Evolutionary History of Bivalves as Parasites

Bivalves commonly associate with other organisms, however, examples of true parasitic associations are described only for members of the marine superfamily Galeommatoidea (two species of approximately 500 known species, facultative parasitism) and the larvae of members of the freshwater order Unionida (almost all of 958 known species, obligate parasitism). The evolution toward such a close relationship required establishing a close association with the host’s body, resulting in being enclosed within its tissues. Clear adaptations to the host species are observed in both groups. Most galeommatoideans live in soft sediments and are associated with other benthic organisms or their burrows—settlement in a burrow or on/within the host’s body protects these little bivalves, while life activity of the host possibly ensures oxygenated water currents with a food source for the bivalve.

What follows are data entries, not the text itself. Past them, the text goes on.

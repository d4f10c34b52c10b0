mod adapter;
mod config;
mod error;
mod manager;
mod platform;

pub use adapter::*;
pub use config::*;
pub use error::*;
pub use manager::*;
pub use platform::*;

pub type Result<T, E = error::Error> = std::result::Result<T, E>;

/// The MAC prefix used for generated addresses unless configured otherwise.
pub const DEFAULT_OUI: &str = "00:00:00";

/// Radio modes a role can require.
#[derive(Debug, Copy, Clone, Ord, PartialOrd, Eq, PartialEq, Hash)]
pub enum Capability {
    Monitor,
    AccessPoint,
}

impl std::fmt::Display for Capability {
    fn fmt(&self, f: &mut std::fmt::Formatter<'_>) -> std::fmt::Result {
        match self {
            Capability::Monitor => write!(f, "monitor"),
            Capability::AccessPoint => write!(f, "AP"),
        }
    }
}

impl std::str::FromStr for Capability {
    type Err = Error;

    fn from_str(s: &str) -> Result<Self> {
        match s {
            "monitor" => Ok(Self::Monitor),
            "AP" | "ap" => Ok(Self::AccessPoint),
            _ => Err(Error::InvalidValue { value: s.into(), expected: "monitor or AP" }),
        }
    }
}

/// The capabilities an allocation request asked for.
#[derive(Debug, Default, Copy, Clone, Eq, PartialEq, Hash)]
pub struct Wanted {
    pub monitor: bool,
    pub ap: bool,
}

impl std::fmt::Display for Wanted {
    fn fmt(&self, f: &mut std::fmt::Formatter<'_>) -> std::fmt::Result {
        match (self.monitor, self.ap) {
            (true, true) => write!(f, "monitor and AP"),
            (true, false) => write!(f, "monitor"),
            (false, true) => write!(f, "AP"),
            (false, false) => write!(f, "no"),
        }
    }
}

#[derive(Debug, Default, Copy, Clone, Ord, PartialOrd, Eq, PartialEq, Hash)]
pub enum Role {
    #[default]
    Unassigned,
    Monitor,
    AccessPoint,
    Internet,
}

/// Operating modes as nl80211 numbers them.
#[derive(Debug, Default, Copy, Clone, Ord, PartialOrd, Eq, PartialEq, Hash)]
pub enum IfMode {
    Unspecified,
    Adhoc,
    #[default]
    Managed,
    Ap,
    ApVlan,
    Wds,
    Monitor,
    Mesh,
    P2pClient,
    P2pGo,
    P2pDevice,
    Ocb,
    Nan,
}

impl IfMode {
    pub fn from_iftype(v: u32) -> Option<Self> {
        Some(match v {
            0 => Self::Unspecified,
            1 => Self::Adhoc,
            2 => Self::Managed,
            3 => Self::Ap,
            4 => Self::ApVlan,
            5 => Self::Wds,
            6 => Self::Monitor,
            7 => Self::Mesh,
            8 => Self::P2pClient,
            9 => Self::P2pGo,
            10 => Self::P2pDevice,
            11 => Self::Ocb,
            12 => Self::Nan,
            _ => return None,
        })
    }

    #[inline]
    pub fn iftype(&self) -> u32 {
        *self as u32
    }
}

impl std::fmt::Display for IfMode {
    fn fmt(&self, f: &mut std::fmt::Formatter<'_>) -> std::fmt::Result {
        let s = match self {
            Self::Unspecified => "unspecified",
            Self::Adhoc => "ibss",
            Self::Managed => "managed",
            Self::Ap => "AP",
            Self::ApVlan => "AP VLAN",
            Self::Wds => "wds",
            Self::Monitor => "monitor",
            Self::Mesh => "mesh",
            Self::P2pClient => "p2p-client",
            Self::P2pGo => "p2p-GO",
            Self::P2pDevice => "p2p-device",
            Self::Ocb => "ocb",
            Self::Nan => "nan",
        };
        write!(f, "{}", s)
    }
}

impl std::str::FromStr for IfMode {
    type Err = Error;

    fn from_str(s: &str) -> Result<Self> {
        Ok(match s {
            "unspecified" => Self::Unspecified,
            "ibss" | "adhoc" => Self::Adhoc,
            "managed" | "station" => Self::Managed,
            "AP" | "ap" => Self::Ap,
            "AP VLAN" => Self::ApVlan,
            "wds" => Self::Wds,
            "monitor" => Self::Monitor,
            "mesh" => Self::Mesh,
            "p2p-client" => Self::P2pClient,
            "p2p-GO" => Self::P2pGo,
            "p2p-device" => Self::P2pDevice,
            "ocb" => Self::Ocb,
            "nan" => Self::Nan,
            _ => return Err(Error::InvalidValue { value: s.into(), expected: "an interface mode" }),
        })
    }
}

/// Parses an operator supplied boolean flag.
pub fn parse_flag(value: &str) -> Result<bool> {
    match value.trim().to_ascii_lowercase().as_str() {
        "true" | "yes" | "on" | "1" => Ok(true),
        "false" | "no" | "off" | "0" => Ok(false),
        _ => Err(Error::InvalidValue { value: value.into(), expected: "bool" }),
    }
}
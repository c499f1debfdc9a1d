pub mod meter;
pub mod stage;
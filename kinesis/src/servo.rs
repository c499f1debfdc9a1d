use std::{
    ffi::{CString, c_double, c_int},
    sync::Arc,
    time::Duration,
};

use crate::{
    KinesisLibrary,
    error::{Result, check},
    status::StatusBits,
};

/// Unit type passed to the real/device conversion calls.
const DISTANCE: c_int = 0;

/// Calibration used by the vendor real/device unit conversion.
#[derive(Debug, Clone, Copy, PartialEq)]
pub struct MotorParams {
    pub steps_per_rev: f64,
    pub gearbox_ratio: f64,
    pub pitch: f64,
}

impl Default for MotorParams {
    /// MTS25-Z8.
    fn default() -> Self {
        Self {
            steps_per_rev: 512.0,
            gearbox_ratio: 67.49,
            pitch: 1.0,
        }
    }
}

/// Open T-Cube DC servo. Polling is stopped and the device closed on drop.
pub struct DcServo {
    library: Arc<KinesisLibrary>,
    serial: CString,
    polling: bool,
}

impl DcServo {
    pub fn open(library: Arc<KinesisLibrary>, serial: &str) -> Result<Self> {
        let serial = CString::new(serial)?;

        // SAFETY: `serial` is NUL terminated and outlives the call.
        let code = unsafe { (library.api().open)(serial.as_ptr()) };
        check("CC_Open", code)?;

        Ok(Self {
            library,
            serial,
            polling: false,
        })
    }

    pub fn serial(&self) -> &str {
        self.serial.to_str().unwrap_or_default()
    }

    pub fn start_polling(&mut self, interval: Duration) -> Result<()> {
        let millis = polling_millis(interval)?;
        let api = self.library.api();
        // SAFETY: device is open.
        let started = unsafe { (api.start_polling)(self.serial.as_ptr(), millis) };
        if !started {
            return Err(crate::KinesisError::Call {
                function: "CC_StartPolling",
                code: -1,
            });
        }
        self.polling = true;
        Ok(())
    }

    pub fn set_motor_params(&mut self, params: MotorParams) -> Result<()> {
        let api = self.library.api();
        // SAFETY: device is open.
        let code = unsafe {
            (api.set_motor_params_ext)(
                self.serial.as_ptr(),
                params.steps_per_rev,
                params.gearbox_ratio,
                params.pitch,
            )
        };
        check("CC_SetMotorParamsExt", code)
    }

    /// Asks the controller to refresh its cached position. The value becomes
    /// visible to `position` after a short delay.
    pub fn request_position(&mut self) -> Result<()> {
        // SAFETY: device is open.
        let code = unsafe { (self.library.api().request_position)(self.serial.as_ptr()) };
        check("CC_RequestPosition", code)
    }

    pub fn position(&self) -> i32 {
        // SAFETY: device is open.
        unsafe { (self.library.api().get_position)(self.serial.as_ptr()) }
    }

    pub fn request_status(&mut self) -> Result<()> {
        // SAFETY: device is open.
        let code = unsafe { (self.library.api().request_status_bits)(self.serial.as_ptr()) };
        check("CC_RequestStatusBits", code)
    }

    pub fn status(&self) -> StatusBits {
        // SAFETY: device is open.
        let bits = unsafe { (self.library.api().get_status_bits)(self.serial.as_ptr()) };
        StatusBits::from_bits_truncate(bits)
    }

    pub fn to_real(&self, device_units: i32) -> Result<f64> {
        let mut real: c_double = 0.0;
        // SAFETY: `real` is a valid out pointer for the duration of the call.
        let code = unsafe {
            (self.library.api().real_from_device)(
                self.serial.as_ptr(),
                device_units,
                &mut real,
                DISTANCE,
            )
        };
        check("CC_GetRealValueFromDeviceUnit", code)?;
        Ok(real)
    }

    pub fn to_device(&self, real_mm: f64) -> Result<i32> {
        let mut device: c_int = 0;
        // SAFETY: `device` is a valid out pointer for the duration of the call.
        let code = unsafe {
            (self.library.api().device_from_real)(
                self.serial.as_ptr(),
                real_mm,
                &mut device,
                DISTANCE,
            )
        };
        check("CC_GetDeviceUnitFromRealValue", code)?;
        Ok(device)
    }

    pub fn set_move_absolute(&mut self, device_units: i32) -> Result<()> {
        // SAFETY: device is open.
        let code = unsafe {
            (self.library.api().set_move_absolute_position)(self.serial.as_ptr(), device_units)
        };
        check("CC_SetMoveAbsolutePosition", code)
    }

    pub fn move_absolute(&mut self) -> Result<()> {
        // SAFETY: device is open.
        let code = unsafe { (self.library.api().move_absolute)(self.serial.as_ptr()) };
        check("CC_MoveAbsolute", code)
    }
}

fn polling_millis(interval: Duration) -> Result<c_int> {
    c_int::try_from(interval.as_millis())
        .ok()
        .filter(|&millis| millis > 0)
        .ok_or(crate::KinesisError::InvalidInterval(interval))
}

impl Drop for DcServo {
    fn drop(&mut self) {
        let api = self.library.api();
        // SAFETY: device was opened in `open` and is closed exactly once here.
        unsafe {
            if self.polling {
                (api.stop_polling)(self.serial.as_ptr());
            }
            (api.close)(self.serial.as_ptr());
        }
    }
}

#[cfg(test)]
mod tests {
    use super::*;

    #[test]
    fn polling_interval_must_fit_a_c_int() {
        assert_eq!(polling_millis(Duration::from_millis(200)).unwrap(), 200);
        assert!(matches!(
            polling_millis(Duration::from_millis(c_int::MAX as u64 + 1)),
            Err(crate::KinesisError::InvalidInterval(_))
        ));
        assert!(polling_millis(Duration::ZERO).is_err());
    }

    #[test]
    fn default_params_match_mts25_z8() {
        let params = MotorParams::default();
        assert_eq!(params.steps_per_rev, 512.0);
        assert_eq!(params.gearbox_ratio, 67.49);
        assert_eq!(params.pitch, 1.0);
    }
}
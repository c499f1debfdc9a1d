pub mod command_executor;
pub mod config;
pub mod controllers;
pub mod form;
#[cfg(feature = "gui")]
pub mod gui;
pub mod jobs;
pub mod logging;
pub mod record;
pub mod scan;
use std::{
    ffi::CString,
    io::{self, Read, Write},
    time::Duration,
};

use tracing::info;
use visa_rs::prelude::*;

use super::MeterSetupError;

/// Instrument session that keeps its resource manager open.
pub struct VisaSession {
    instrument: Instrument,
    _rm: DefaultRM,
}

impl Read for VisaSession {
    fn read(&mut self, buf: &mut [u8]) -> io::Result<usize> {
        self.instrument.read(buf)
    }
}

impl Write for VisaSession {
    fn write(&mut self, buf: &[u8]) -> io::Result<usize> {
        self.instrument.write(buf)
    }

    fn flush(&mut self) -> io::Result<()> {
        self.instrument.flush()
    }
}

/// First resource matching `pattern`, opened without a lock.
pub fn open_first(pattern: &str, open_timeout: Duration) -> Result<VisaSession, MeterSetupError> {
    let rm = DefaultRM::new()?;
    let expr = CString::new(pattern).map_err(|_| MeterSetupError::NotFound(pattern.to_string()))?;

    let mut resources = rm.find_res_list(&expr.into())?;
    let Some(resource) = resources.find_next()? else {
        return Err(MeterSetupError::NotFound(pattern.to_string()));
    };

    info!(resource = ?resource, "Opening power meter");
    let instrument = rm.open(&resource, AccessMode::NO_LOCK, open_timeout)?;

    Ok(VisaSession {
        instrument,
        _rm: rm,
    })
}
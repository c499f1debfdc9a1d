use tracing_appender::non_blocking::WorkerGuard;
use tracing_subscriber::{
    EnvFilter, Layer, Registry,
    fmt::{self, format::FmtSpan},
    layer::SubscriberExt as _,
};

use crate::config::LoggingConfig;

type BoxedLayer = Box<dyn Layer<Registry> + Send + Sync>;

/// Installs the global subscriber.
///
/// `RUST_LOG` overrides the configured level. Keep the returned guard alive
/// for as long as file logging should keep flushing.
pub fn init(config: &LoggingConfig) -> anyhow::Result<Option<WorkerGuard>> {
    let filter = EnvFilter::try_from_default_env()
        .or_else(|_| EnvFilter::try_new(&config.level))?;

    let mut layers: Vec<BoxedLayer> = Vec::new();

    let stdout = fmt::Layer::new()
        .with_writer(std::io::stdout)
        .with_ansi(true)
        .with_span_events(FmtSpan::CLOSE);
    if config.json {
        layers.push(stdout.json().boxed());
    } else {
        layers.push(stdout.boxed());
    }

    let guard = match &config.directory {
        Some(directory) => {
            let appender = tracing_appender::rolling::daily(directory, &config.file_prefix);
            let (writer, guard) = tracing_appender::non_blocking(appender);
            layers.push(
                fmt::Layer::new()
                    .with_writer(writer)
                    .with_ansi(false)
                    .boxed(),
            );
            Some(guard)
        }
        None => None,
    };

    let subscriber = tracing_subscriber::registry().with(layers).with(filter);
    tracing::subscriber::set_global_default(subscriber)?;

    Ok(guard)
}
use std::ffi::NulError;

#[derive(Debug, thiserror::Error)]
pub enum KinesisError {
    #[error("Failed to load Kinesis library '{path}': {source}")]
    Load {
        path: String,
        source: libloading::Error,
    },

    #[error("Kinesis library has no symbol '{name}': {source}")]
    Symbol {
        name: &'static str,
        source: libloading::Error,
    },

    #[error("Failed to build device list, error code {0}")]
    DeviceList(i16),

    #[error("Device {0} is not attached")]
    DeviceNotFound(String),

    #[error("Serial number contains an interior NUL byte: {0}")]
    InvalidSerial(#[from] NulError),

    #[error("Polling interval {0:?} does not fit in a millisecond count")]
    InvalidInterval(std::time::Duration),

    #[error("{function} failed with error code {code}")]
    Call { function: &'static str, code: i16 },
}

pub type Result<T> = std::result::Result<T, KinesisError>;

/// Kinesis calls return zero on success.
pub(crate) fn check(function: &'static str, code: i16) -> Result<()> {
    if code == 0 {
        Ok(())
    } else {
        Err(KinesisError::Call { function, code })
    }
}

However, a few recent examples of bivalve settlement within the body cavity of crabs (believed as accidental, nevertheless bivalves feed in the crab's hemocoel), or in the oesophagus of holothurians (common, presumably nutrition from the host is possible) indicate possible pathways for an evolutionary transition from free- or commensal-living to a parasitic lifestyle. Unionoids, large freshwater bivalves, are characterized by their tiny larvae that parasitize fish. This close relationship primarily benefits bivalves through enhanced dispersal abilities, but fish tissues may also serve as a source of nutrients for the larvae. Parasitic association likely established when close and common contact of both associates could happen, thus one may hypothesize a fish that lived close to the bottom of lakes and rivers (including durophagous species) as a likely host at the beginning of their co-evolution. Accidental contact of the larvae with the body of fishes (during predation on bivalves or caused by anti-sinking mucous or the larval threads tangled with fish) could result in increased bivalve dispersal. Subsequently, firmer attachment on fish tissues was acquired, followed by encapsulation of the larva within the host epithelium. This might have allowed for the feeding on host tissues, but required developing resistance to the host’s immune system, which might have further strengthened their association.